Anglicismes et canadianismes/L’Électeur du 18 février 1888
De l’Électeur du 18 février.
Je sais bien que j’ai entrepris une tâche difficile, presque impossible à accomplir. À mesure que les innombrables difformités, vices, défauts et ridicules de notre langage se développent dans mes chroniques aux yeux du lecteur qui croyait sans doute que j’en aurais fini, après deux ou trois expositions faites pour le simple plaisir de l’amuser, tout en lui ouvrant un peu les yeux, on commence à sentir du découragement, une certaine épouvante, et l’on a abandonné tout espoir d’une réforme de notre langage et de notre style, telle que nous en arrivions enfin à parler comme du monde. Oh ! mon Dieu ! je n’en suis encore qu’à mon début et je n’ai presque encore rien dit. J’ai à peine entamé mon sujet, je n’ai fait que l’effleurer d’un doigt rapide, retenu par toutes sortes de considérations et de condescendances. Je ne me suis attaché qu’à un certain nombre d’anglicismes, de canadianismes, d’expressions vicieuses, à quelque origine qu’elles appartiennent, de tournures de phrase ridicules ou baroques qu’il est comparativement aisé de faire disparaître, si l’on veut bien se corriger de ses prétentions et admettre qu’on a beaucoup à apprendre. Que serait-ce si j’abordais le fond même des choses, si je faisais voir le galimatias dans lequel nous pataugeons sous le nom de style, dans quel vide absolu d’idées flottent bon nombre de ces choses qu’on appelle des écrits et qui nous arrivent sous toutes les formes connues de la publicité, depuis la brochure de dix pages jusqu’au volume de quatre cents ! J’en aurais pour toute une année de chroniques quotidiennes de trois colonnes chacune.

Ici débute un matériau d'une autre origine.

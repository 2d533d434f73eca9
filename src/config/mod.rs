//! Application configuration

mod app_config;

pub use app_config::{
    AccountsConfig, AppConfig, LogFormat, LoggingConfig, ServerConfig, StorageSettings,
};
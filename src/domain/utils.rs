//! Small helpers shared by the account and profile entities

/// Labels used by [`bool_label`]
pub const STATUS_LABELS: (&str, &str) = ("active", "inactive");

/// Human-readable label for a boolean, defaulting to `"active"` / `"inactive"`
///
/// ```
/// use sbxt_accounts::domain::utils::bool_label;
///
/// assert_eq!(bool_label(true), "active");
/// assert_eq!(bool_label(false), "inactive");
/// ```
pub fn bool_label(value: bool) -> &'static str {
    bool_label_with(value, STATUS_LABELS)
}

/// Human-readable label for a boolean using `(true_label, false_label)`
///
/// ```
/// use sbxt_accounts::domain::utils::bool_label_with;
///
/// assert_eq!(bool_label_with(false, ("yes", "no")), "no");
/// ```
pub fn bool_label_with<'a>(value: bool, labels: (&'a str, &'a str)) -> &'a str {
    let (yes, no) = labels;

    if value { yes } else { no }
}

/// Lowercase a username, trim it and join its words with underscores
///
/// ```
/// use sbxt_accounts::domain::utils::normalize_username;
///
/// assert_eq!(normalize_username("That awesome guy"), "that_awesome_guy");
/// ```
pub fn normalize_username(username: &str) -> String {
    username
        .to_lowercase()
        .split_whitespace()
        .collect::<Vec<_>>()
        .join("_")
}

/// Capitalize the first character and leave the rest as it was
///
/// ```
/// use sbxt_accounts::domain::utils::format_name;
///
/// assert_eq!(format_name("mcDaniel"), "McDaniel");
/// ```
pub fn format_name(name: &str) -> String {
    let mut chars = name.chars();

    match chars.next() {
        Some(first) => first.to_uppercase().chain(chars).collect(),
        None => String::new(),
    }
}

/// Relative media path for a profile image uploaded by `username`
pub fn user_profile_media(username: &str, filename: &str) -> String {
    format!("users/profile/{}/{}", username, filename)
}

Je ferais voir le grand nombre de périls qui nous entourent, et jusqu’à quel point les défauts de notre langage résultent d’un défaut moral, d’un excès de prétention et d’outrecuidance qui nous empêche d’admettre notre insuffisance, et de nous corriger.

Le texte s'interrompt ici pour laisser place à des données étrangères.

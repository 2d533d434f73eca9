//! Account repository trait

use async_trait::async_trait;
use std::fmt::Debug;

use super::entity::Account;
use crate::domain::DomainError;

/// Repository trait for account storage
///
/// Accounts are addressed by their normalized username, which is unique.
#[async_trait]
pub trait AccountRepository: Send + Sync + Debug {
    /// Get an account by username
    async fn get(&self, username: &str) -> Result<Option<Account>, DomainError>;

    /// Create a new account
    async fn create(&self, account: Account) -> Result<Account, DomainError>;

    /// Update an existing account
    async fn update(&self, account: &Account) -> Result<Account, DomainError>;

    /// Delete an account
    async fn delete(&self, username: &str) -> Result<bool, DomainError>;

    /// List accounts ordered by `date_joined`, then `is_active`
    async fn list(&self, active: Option<bool>) -> Result<Vec<Account>, DomainError>;

    /// Count accounts (optionally filtered by `is_active`)
    async fn count(&self, active: Option<bool>) -> Result<usize, DomainError>;

    /// Check if a username is taken
    async fn username_exists(&self, username: &str) -> Result<bool, DomainError> {
        Ok(self.get(username).await?.is_some())
    }

    /// Record a login for an account
    async fn record_login(&self, username: &str) -> Result<(), DomainError>;
}

#[cfg(test)]
pub mod mock {
    use super::*;
    use std::collections::HashMap;
    use std::sync::Arc;
    use tokio::sync::RwLock;

    /// Mock account repository for testing
    #[derive(Debug, Default)]
    pub struct MockAccountRepository {
        accounts: Arc<RwLock<HashMap<String, Account>>>,
        should_fail: Arc<RwLock<bool>>,
    }

    impl MockAccountRepository {
        /// Create a new mock repository
        pub fn new() -> Self {
            Self::default()
        }

        /// Set whether operations should fail
        pub async fn set_should_fail(&self, fail: bool) {
            *self.should_fail.write().await = fail;
        }

        async fn check_should_fail(&self) -> Result<(), DomainError> {
            if *self.should_fail.read().await {
                return Err(DomainError::storage("Mock repository configured to fail"));
            }
            Ok(())
        }
    }

    #[async_trait]
    impl AccountRepository for MockAccountRepository {
        async fn get(&self, username: &str) -> Result<Option<Account>, DomainError> {
            self.check_should_fail().await?;
            Ok(self.accounts.read().await.get(username).cloned())
        }

        async fn create(&self, account: Account) -> Result<Account, DomainError> {
            self.check_should_fail().await?;
            let mut accounts = self.accounts.write().await;

            if accounts.contains_key(account.username()) {
                return Err(DomainError::conflict(format!(
                    "Username '{}' already exists",
                    account.username()
                )));
            }

            accounts.insert(account.username().to_string(), account.clone());
            Ok(account)
        }

        async fn update(&self, account: &Account) -> Result<Account, DomainError> {
            self.check_should_fail().await?;
            let mut accounts = self.accounts.write().await;

            if !accounts.contains_key(account.username()) {
                return Err(DomainError::not_found(format!(
                    "Account '{}' not found",
                    account.username()
                )));
            }

            accounts.insert(account.username().to_string(), account.clone());
            Ok(account.clone())
        }

        async fn delete(&self, username: &str) -> Result<bool, DomainError> {
            self.check_should_fail().await?;
            Ok(self.accounts.write().await.remove(username).is_some())
        }

        async fn list(&self, active: Option<bool>) -> Result<Vec<Account>, DomainError> {
            self.check_should_fail().await?;
            let accounts = self.accounts.read().await;

            let mut result: Vec<Account> = accounts
                .values()
                .filter(|a| active.is_none_or(|flag| a.is_active() == flag))
                .cloned()
                .collect();
            result.sort_by(Account::ordering);

            Ok(result)
        }

        async fn count(&self, active: Option<bool>) -> Result<usize, DomainError> {
            Ok(self.list(active).await?.len())
        }

        async fn record_login(&self, username: &str) -> Result<(), DomainError> {
            self.check_should_fail().await?;
            let mut accounts = self.accounts.write().await;

            match accounts.get_mut(username) {
                Some(account) => {
                    account.record_login();
                    Ok(())
                }
                None => Err(DomainError::not_found(format!(
                    "Account '{}' not found",
                    username
                ))),
            }
        }
    }

    #[cfg(test)]
    mod tests {
        use super::*;
        use crate::domain::account::AccountFlags;

        fn create_test_account(username: &str) -> Account {
            Account::new(username, "hashed_password", AccountFlags::default())
        }

        #[tokio::test]
        async fn test_create_and_get() {
            let repo = MockAccountRepository::new();
            let account = create_test_account("normie");

            repo.create(account.clone()).await.unwrap();

            let retrieved = repo.get("normie").await.unwrap().unwrap();
            assert_eq!(retrieved.id(), account.id());
            assert!(repo.username_exists("normie").await.unwrap());
        }

        #[tokio::test]
        async fn test_should_fail() {
            let repo = MockAccountRepository::new();
            repo.set_should_fail(true).await;

            let result = repo.get("normie").await;
            assert!(matches!(result, Err(DomainError::Storage { .. })));
        }
    }
}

Ce défaut moral est poussé si loin chez les canadiens que toute critique littéraire est impossible, et que nous sommes affligés annuellement de productions qui ne sont que d’écœurants bousillages. Que dis-je ! Ce n’est pas seulement la critique qui est impossible, mais une simple analyse le devient également si elle est consciencieuse, raisonnée et dégagée de funestes complaisances. Funestes, non pas seulement parce qu’elles empêchent de prétendus écrivains de retourner à leur véritable métier de maçons, mais surtout parce qu’elles pervertissent l’esprit et le goût public, parce qu’elles dégoûtent les hommes de valeur, parce qu’elles ouvrent les portes toutes grandes à l’incapacité présomptueuse et à la suffisance couronnée de prix de collège, parce qu’elles mènent droit à la flagornerie, à la hâblerie, au charlatanisme qui sont un des fléaux du journalisme moderne, enfin, à l’absence complète d’examen, laquelle provient de celle du raisonnement.

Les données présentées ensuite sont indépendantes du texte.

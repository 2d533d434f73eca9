//! Domain layer - Core entities, validation rules and repository traits

pub mod account;
pub mod error;
pub mod profile;
pub mod utils;

pub use account::{
    Account, AccountFlags, AccountId, AccountRepository, AccountValidationError, ExtraFields,
};
pub use error::DomainError;
pub use profile::{AccountProfile, ProfileDetails, ProfileRepository, ProfileValidationError};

Dans le cours de notre éducation toute de surface, nous avons si peu appris à raisonner, à faire des analyses réfléchies et serrées, à faire des comparaisons, à exercer le discernement, que cela devient plus tard le moindre de nos soucis. Aussi accepte-t-on, sans faire de différences, tout ce qui se présente. On n’examine et on ne juge rien en soi, et, pour ne parler que d’un moindre mal, l’à peu près, la routine, l’adoption aveugle du convenu trônent dans les choses imprimées comme dans l’agriculture, comme dans les constructions, comme dans la cuisine, où il est impossible d’introduire le raisonnement et de faire sortir les gens des sentiers battus, des manières de faire convenues et en usage de temps immémorial, ce qui les exempte d’exercer leur intelligence.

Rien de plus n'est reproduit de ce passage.